#### EXTRACTED RECORDS:

==========

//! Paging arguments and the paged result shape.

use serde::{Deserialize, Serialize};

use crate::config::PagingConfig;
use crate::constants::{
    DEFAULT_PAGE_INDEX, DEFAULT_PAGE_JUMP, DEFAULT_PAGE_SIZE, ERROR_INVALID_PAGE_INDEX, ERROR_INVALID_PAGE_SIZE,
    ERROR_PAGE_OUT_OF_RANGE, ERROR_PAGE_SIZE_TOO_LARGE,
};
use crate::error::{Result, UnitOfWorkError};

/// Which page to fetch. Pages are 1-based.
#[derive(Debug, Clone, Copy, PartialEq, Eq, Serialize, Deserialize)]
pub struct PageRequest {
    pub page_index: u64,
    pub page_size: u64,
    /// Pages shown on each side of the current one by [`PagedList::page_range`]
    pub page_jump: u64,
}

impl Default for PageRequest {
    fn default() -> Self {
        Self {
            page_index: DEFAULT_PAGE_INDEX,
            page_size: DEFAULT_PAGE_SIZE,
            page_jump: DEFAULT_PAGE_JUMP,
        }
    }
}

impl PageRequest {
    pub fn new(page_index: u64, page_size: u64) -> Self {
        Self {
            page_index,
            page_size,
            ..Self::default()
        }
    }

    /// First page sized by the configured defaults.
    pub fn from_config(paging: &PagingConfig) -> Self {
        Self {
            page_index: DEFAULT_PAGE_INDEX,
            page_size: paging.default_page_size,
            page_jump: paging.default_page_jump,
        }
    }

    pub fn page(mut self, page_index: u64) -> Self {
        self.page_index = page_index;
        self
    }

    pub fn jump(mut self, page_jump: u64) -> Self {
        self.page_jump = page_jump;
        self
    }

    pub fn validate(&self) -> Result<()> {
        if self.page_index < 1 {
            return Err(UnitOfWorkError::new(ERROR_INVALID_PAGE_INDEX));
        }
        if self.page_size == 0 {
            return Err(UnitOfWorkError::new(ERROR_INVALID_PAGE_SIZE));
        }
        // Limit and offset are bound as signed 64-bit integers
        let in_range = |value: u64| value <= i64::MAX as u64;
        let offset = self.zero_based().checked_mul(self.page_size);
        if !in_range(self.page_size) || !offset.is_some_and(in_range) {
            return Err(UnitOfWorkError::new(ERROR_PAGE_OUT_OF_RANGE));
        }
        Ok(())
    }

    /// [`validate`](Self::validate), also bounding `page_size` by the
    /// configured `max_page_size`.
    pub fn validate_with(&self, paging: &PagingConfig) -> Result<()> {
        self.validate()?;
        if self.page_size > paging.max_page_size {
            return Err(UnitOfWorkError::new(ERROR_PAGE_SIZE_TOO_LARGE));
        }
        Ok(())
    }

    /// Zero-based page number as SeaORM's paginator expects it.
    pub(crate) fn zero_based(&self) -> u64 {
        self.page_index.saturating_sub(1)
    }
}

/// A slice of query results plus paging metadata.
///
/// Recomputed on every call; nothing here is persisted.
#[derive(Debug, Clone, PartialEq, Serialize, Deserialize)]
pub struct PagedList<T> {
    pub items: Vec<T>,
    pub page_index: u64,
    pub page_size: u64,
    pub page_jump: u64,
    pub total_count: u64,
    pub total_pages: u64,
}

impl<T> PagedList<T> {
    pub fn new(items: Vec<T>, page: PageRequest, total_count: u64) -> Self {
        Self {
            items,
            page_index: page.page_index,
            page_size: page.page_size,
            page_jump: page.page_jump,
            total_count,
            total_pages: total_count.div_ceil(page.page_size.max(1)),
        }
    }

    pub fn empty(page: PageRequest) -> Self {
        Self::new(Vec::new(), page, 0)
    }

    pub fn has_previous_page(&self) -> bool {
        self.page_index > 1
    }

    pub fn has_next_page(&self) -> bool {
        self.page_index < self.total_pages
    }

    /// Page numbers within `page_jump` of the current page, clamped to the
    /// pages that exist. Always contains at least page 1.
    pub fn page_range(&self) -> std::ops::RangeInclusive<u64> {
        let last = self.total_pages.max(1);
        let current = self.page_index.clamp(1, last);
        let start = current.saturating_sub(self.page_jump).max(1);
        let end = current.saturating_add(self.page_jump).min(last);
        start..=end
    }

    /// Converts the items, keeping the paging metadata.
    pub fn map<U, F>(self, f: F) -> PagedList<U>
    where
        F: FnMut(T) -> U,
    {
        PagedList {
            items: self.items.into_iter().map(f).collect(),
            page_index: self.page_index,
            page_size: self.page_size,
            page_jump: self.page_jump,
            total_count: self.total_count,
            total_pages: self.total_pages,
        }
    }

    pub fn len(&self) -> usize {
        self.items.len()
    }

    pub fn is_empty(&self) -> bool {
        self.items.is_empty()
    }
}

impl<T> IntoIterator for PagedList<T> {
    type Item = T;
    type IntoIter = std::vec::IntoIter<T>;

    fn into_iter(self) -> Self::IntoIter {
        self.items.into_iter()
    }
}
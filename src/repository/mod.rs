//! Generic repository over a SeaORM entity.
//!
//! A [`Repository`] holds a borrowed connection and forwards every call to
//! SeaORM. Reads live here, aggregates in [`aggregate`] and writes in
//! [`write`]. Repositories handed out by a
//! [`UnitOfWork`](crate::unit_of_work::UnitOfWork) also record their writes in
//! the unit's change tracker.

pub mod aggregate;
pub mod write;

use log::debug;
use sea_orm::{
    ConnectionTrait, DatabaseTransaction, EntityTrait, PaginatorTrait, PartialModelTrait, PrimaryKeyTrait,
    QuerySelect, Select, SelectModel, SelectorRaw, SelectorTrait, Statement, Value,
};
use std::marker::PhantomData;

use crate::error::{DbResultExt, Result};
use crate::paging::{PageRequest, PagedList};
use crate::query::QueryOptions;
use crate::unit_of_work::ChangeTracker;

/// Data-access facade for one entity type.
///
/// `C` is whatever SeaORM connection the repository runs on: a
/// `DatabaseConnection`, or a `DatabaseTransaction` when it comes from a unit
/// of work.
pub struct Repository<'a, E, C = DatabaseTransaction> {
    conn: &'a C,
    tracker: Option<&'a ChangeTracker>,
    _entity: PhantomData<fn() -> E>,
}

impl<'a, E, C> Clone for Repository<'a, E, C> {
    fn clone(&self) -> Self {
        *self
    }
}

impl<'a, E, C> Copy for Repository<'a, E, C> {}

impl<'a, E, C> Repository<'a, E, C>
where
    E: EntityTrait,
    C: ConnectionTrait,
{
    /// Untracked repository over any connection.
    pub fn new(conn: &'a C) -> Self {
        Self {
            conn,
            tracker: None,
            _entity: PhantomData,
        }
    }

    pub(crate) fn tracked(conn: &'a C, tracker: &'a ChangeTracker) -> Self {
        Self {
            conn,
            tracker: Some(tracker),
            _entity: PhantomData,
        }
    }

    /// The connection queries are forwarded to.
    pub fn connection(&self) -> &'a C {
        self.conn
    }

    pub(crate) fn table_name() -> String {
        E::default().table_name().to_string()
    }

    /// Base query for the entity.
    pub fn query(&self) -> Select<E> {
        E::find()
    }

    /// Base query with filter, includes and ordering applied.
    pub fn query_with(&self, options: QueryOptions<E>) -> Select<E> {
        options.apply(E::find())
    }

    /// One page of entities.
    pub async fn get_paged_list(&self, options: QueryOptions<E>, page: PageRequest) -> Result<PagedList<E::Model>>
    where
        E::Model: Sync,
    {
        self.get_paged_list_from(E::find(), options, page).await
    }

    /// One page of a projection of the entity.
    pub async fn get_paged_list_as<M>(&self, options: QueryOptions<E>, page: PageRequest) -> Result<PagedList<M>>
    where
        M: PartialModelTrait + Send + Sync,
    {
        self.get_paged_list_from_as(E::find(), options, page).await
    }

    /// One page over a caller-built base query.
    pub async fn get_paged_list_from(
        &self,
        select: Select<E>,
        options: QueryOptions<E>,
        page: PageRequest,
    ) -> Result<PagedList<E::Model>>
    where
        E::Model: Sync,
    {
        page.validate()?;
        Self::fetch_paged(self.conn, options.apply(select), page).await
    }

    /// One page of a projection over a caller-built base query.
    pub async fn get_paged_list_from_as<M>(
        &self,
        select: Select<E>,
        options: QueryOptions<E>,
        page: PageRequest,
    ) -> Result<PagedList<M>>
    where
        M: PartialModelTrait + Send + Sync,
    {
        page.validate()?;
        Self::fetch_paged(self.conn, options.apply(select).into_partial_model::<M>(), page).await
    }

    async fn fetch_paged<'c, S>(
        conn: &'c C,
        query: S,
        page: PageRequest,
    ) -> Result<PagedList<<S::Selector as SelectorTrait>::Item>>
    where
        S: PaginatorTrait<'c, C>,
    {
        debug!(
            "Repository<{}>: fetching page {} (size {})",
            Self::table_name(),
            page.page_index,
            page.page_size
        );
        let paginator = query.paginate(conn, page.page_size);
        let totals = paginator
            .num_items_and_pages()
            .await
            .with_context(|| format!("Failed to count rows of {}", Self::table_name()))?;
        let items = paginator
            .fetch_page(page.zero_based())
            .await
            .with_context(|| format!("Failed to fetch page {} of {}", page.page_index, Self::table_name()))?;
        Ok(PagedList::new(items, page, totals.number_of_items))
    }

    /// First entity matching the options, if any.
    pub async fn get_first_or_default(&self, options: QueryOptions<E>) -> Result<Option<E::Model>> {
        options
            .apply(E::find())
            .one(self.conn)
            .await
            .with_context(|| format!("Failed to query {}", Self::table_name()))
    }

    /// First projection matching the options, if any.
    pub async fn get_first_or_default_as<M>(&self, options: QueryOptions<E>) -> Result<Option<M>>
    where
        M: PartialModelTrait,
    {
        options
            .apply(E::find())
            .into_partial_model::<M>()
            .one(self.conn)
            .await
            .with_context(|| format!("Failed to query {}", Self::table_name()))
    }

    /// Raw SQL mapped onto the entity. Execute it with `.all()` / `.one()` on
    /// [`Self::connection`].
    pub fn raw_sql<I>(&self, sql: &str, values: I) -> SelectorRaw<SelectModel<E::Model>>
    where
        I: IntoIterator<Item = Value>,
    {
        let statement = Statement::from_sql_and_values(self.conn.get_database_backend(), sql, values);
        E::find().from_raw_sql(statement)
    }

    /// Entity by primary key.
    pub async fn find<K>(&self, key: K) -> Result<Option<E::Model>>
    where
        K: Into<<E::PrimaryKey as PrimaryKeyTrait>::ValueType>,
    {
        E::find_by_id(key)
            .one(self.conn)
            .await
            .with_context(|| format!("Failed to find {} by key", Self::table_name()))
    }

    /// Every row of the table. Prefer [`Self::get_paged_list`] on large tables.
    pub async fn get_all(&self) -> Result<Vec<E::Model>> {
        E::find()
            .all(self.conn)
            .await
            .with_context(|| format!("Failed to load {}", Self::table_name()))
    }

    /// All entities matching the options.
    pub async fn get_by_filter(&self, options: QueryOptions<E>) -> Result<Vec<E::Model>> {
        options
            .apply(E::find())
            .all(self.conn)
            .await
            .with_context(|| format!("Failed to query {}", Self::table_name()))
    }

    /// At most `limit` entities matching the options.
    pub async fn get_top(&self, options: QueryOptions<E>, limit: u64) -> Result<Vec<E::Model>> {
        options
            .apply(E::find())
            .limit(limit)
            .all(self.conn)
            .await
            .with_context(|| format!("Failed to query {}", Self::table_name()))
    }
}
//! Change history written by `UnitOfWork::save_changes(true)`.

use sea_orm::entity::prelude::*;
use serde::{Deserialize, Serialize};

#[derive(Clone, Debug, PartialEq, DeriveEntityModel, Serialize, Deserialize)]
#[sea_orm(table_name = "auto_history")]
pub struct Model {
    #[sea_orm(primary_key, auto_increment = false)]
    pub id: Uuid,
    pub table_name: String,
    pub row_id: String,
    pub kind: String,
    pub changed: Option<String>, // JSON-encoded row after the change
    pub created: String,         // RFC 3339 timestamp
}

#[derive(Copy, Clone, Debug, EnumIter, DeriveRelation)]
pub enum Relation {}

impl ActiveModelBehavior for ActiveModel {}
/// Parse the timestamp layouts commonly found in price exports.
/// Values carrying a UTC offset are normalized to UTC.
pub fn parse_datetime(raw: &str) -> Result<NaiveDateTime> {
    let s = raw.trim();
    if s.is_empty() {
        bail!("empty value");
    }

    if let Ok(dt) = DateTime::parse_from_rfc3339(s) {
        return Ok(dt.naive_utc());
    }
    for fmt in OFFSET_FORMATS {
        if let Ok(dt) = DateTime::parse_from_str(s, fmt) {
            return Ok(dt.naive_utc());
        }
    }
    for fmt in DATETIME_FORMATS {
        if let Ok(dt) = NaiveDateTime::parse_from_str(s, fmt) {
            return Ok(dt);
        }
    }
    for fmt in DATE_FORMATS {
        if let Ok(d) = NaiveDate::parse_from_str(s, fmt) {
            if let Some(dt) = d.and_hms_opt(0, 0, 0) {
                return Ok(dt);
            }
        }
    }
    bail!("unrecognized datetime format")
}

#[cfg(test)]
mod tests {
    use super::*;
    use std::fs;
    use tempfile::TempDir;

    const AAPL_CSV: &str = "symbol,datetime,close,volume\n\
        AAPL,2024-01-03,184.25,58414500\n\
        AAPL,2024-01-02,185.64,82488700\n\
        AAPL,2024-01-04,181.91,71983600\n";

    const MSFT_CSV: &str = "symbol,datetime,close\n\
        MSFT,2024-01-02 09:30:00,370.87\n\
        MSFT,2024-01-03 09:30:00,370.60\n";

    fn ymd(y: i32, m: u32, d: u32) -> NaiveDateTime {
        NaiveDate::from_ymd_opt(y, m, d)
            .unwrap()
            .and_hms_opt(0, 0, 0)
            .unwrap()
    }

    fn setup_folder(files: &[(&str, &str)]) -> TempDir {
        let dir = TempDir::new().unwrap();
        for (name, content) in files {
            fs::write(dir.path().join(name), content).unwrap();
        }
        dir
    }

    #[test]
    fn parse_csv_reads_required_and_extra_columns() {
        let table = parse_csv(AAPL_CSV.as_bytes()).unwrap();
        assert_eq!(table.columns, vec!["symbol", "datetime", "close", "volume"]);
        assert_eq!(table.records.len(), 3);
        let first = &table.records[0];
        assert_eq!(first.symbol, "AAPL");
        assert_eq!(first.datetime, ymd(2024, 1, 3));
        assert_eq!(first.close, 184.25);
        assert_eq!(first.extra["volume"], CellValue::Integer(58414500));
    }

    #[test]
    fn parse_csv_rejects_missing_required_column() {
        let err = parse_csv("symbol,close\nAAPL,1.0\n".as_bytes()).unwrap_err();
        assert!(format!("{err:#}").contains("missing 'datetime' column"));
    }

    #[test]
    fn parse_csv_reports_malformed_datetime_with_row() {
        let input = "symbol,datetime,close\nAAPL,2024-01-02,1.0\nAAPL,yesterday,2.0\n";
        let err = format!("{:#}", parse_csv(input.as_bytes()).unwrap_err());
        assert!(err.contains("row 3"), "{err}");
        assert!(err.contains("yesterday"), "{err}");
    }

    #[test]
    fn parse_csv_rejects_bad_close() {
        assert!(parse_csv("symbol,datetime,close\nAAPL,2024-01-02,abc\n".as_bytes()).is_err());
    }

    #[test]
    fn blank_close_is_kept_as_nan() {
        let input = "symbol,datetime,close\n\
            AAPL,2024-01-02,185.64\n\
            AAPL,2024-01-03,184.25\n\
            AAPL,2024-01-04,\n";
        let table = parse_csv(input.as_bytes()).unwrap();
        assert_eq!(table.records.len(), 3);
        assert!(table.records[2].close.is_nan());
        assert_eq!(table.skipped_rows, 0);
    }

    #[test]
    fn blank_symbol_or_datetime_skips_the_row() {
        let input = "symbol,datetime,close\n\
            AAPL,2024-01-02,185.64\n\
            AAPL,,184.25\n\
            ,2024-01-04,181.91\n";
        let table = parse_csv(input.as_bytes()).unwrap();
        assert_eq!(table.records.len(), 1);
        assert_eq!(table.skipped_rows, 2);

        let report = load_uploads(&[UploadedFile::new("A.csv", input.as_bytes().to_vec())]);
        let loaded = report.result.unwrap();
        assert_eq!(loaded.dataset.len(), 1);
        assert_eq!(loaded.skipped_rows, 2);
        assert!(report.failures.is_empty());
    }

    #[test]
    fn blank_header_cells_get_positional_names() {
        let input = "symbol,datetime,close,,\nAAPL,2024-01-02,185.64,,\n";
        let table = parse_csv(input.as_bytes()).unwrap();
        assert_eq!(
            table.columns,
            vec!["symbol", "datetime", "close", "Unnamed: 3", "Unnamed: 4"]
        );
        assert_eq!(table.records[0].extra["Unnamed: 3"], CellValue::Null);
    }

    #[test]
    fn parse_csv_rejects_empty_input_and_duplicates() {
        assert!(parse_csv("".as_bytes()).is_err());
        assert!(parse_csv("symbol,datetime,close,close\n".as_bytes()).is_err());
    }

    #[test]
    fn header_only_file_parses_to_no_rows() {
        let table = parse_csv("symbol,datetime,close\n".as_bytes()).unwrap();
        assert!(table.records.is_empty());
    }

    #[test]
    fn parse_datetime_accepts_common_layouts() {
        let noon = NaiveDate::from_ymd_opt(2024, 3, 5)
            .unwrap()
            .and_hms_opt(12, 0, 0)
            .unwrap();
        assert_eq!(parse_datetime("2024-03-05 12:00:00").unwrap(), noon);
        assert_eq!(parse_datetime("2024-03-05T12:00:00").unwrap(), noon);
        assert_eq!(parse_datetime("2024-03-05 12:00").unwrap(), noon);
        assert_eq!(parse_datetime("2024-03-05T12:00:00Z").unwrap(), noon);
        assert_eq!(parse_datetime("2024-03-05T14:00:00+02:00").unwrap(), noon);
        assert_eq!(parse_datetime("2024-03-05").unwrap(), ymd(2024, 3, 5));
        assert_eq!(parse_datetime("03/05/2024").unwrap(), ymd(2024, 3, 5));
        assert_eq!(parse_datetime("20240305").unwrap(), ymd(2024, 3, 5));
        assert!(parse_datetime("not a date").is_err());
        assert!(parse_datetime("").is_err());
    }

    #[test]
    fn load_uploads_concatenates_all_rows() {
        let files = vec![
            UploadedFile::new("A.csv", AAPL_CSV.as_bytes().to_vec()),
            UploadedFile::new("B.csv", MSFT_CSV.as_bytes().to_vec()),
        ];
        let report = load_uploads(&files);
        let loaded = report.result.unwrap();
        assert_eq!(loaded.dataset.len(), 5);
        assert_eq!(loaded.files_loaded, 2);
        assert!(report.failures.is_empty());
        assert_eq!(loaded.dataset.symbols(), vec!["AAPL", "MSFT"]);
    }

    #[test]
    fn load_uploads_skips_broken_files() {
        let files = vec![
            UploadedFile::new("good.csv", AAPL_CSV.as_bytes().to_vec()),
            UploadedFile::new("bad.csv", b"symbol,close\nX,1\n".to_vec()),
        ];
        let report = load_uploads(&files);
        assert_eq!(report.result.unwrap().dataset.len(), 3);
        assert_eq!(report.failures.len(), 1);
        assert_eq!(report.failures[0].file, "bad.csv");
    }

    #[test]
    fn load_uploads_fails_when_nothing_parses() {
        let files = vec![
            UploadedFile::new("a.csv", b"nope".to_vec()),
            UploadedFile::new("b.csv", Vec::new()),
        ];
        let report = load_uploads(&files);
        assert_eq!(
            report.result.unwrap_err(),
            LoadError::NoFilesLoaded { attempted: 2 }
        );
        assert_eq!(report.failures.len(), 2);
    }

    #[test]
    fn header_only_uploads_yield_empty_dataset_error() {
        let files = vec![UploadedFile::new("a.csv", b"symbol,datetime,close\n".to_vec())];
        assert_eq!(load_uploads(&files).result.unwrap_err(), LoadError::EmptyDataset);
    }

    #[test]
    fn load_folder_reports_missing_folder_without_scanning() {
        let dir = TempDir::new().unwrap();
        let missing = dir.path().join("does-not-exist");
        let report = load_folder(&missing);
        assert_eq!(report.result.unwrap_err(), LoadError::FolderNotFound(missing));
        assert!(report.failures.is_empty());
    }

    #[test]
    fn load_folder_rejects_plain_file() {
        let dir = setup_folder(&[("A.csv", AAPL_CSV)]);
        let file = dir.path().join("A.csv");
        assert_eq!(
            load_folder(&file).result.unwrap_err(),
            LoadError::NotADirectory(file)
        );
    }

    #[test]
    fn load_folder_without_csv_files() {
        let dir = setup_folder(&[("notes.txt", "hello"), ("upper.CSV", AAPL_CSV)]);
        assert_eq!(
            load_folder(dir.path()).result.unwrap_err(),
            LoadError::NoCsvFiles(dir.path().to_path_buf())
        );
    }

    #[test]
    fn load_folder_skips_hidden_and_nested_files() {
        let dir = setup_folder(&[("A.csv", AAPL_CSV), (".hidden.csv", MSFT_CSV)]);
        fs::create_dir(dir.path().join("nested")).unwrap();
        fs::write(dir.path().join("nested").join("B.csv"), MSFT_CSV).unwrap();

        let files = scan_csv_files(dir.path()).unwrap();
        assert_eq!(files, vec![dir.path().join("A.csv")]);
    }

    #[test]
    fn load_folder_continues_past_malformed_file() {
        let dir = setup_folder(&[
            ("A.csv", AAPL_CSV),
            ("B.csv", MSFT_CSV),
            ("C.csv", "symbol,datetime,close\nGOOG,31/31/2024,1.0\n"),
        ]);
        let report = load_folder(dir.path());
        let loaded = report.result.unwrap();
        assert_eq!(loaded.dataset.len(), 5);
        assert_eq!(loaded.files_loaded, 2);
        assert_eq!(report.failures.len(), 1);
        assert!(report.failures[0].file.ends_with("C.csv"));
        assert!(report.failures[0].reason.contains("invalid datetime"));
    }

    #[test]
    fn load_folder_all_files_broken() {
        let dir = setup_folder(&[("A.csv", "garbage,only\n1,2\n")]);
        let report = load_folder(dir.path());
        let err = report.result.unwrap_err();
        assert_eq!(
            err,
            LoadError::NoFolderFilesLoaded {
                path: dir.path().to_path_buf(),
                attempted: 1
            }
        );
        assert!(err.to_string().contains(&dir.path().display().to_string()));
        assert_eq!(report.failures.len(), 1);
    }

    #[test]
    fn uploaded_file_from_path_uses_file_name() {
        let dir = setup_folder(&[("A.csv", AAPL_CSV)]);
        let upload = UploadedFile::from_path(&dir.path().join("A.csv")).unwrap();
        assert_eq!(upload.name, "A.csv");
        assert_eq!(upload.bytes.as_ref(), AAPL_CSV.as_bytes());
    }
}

==========

Report each line of the material above where the word "derive" appears.

#### SOLUTION TO THE PROBLEM:
#[derive(Debug, Clone, Copy, PartialEq, Eq, Serialize, Deserialize)]
#[derive(Debug, Clone, PartialEq, Serialize, Deserialize)]
#[derive(Clone, Debug, PartialEq, DeriveEntityModel, Serialize, Deserialize)]
#[derive(Copy, Clone, Debug, EnumIter, DeriveRelation)]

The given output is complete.